Eric Marks, CEO of AgilePath Corp., a Newburyport, Mass.-based consulting firm that specializes in Web services, says effective management starts with construction of a service-oriented architecture—or SOA. That entails developing and enforcing standards for how Web services are built within an organization.

"Using common design standards means you are creating services that easily can be reused for multiple projects, which greatly increases the value of those assets," Marks says. A true SOA consists of a library of Web services that, at least theoretically, can be used to create new business processes. But the links won't work properly unless all of the services in an SOA adhere to the same design standards.

Marks says it is time to address these issues now, while Web services are in their infancy, to avoid problems similar to those faced in the past by companies integrating numerous disparate applications.

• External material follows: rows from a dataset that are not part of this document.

use tracing_subscriber::{fmt, EnvFilter};

/// Installs the global `fmt` subscriber. Logs go to stderr so command output
/// on stdout stays machine readable.
pub fn init_logging() {
    let env_filter = EnvFilter::try_from_default_env().unwrap_or_else(|_| EnvFilter::new("info"));
    let _ = fmt()
        .with_env_filter(env_filter)
        .with_writer(std::io::stderr)
        .try_init();
}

The easiest way, Marks says, is to make any chosen Web service adhere as much as possible to the design standards published by the Web Services Interoperability Organization (WS-I), an industry consortium supported by major technology companies, including Microsoft and IBM. Any deviations or additions to those standards should be published and disseminated throughout the organization.

Even if WS-I standards are used, Marks maintains, IT managers must ensure everyone in the organization, who is likely to build a Web service, understands and follows the standards, and also purchase applications from vendors that follow the standards.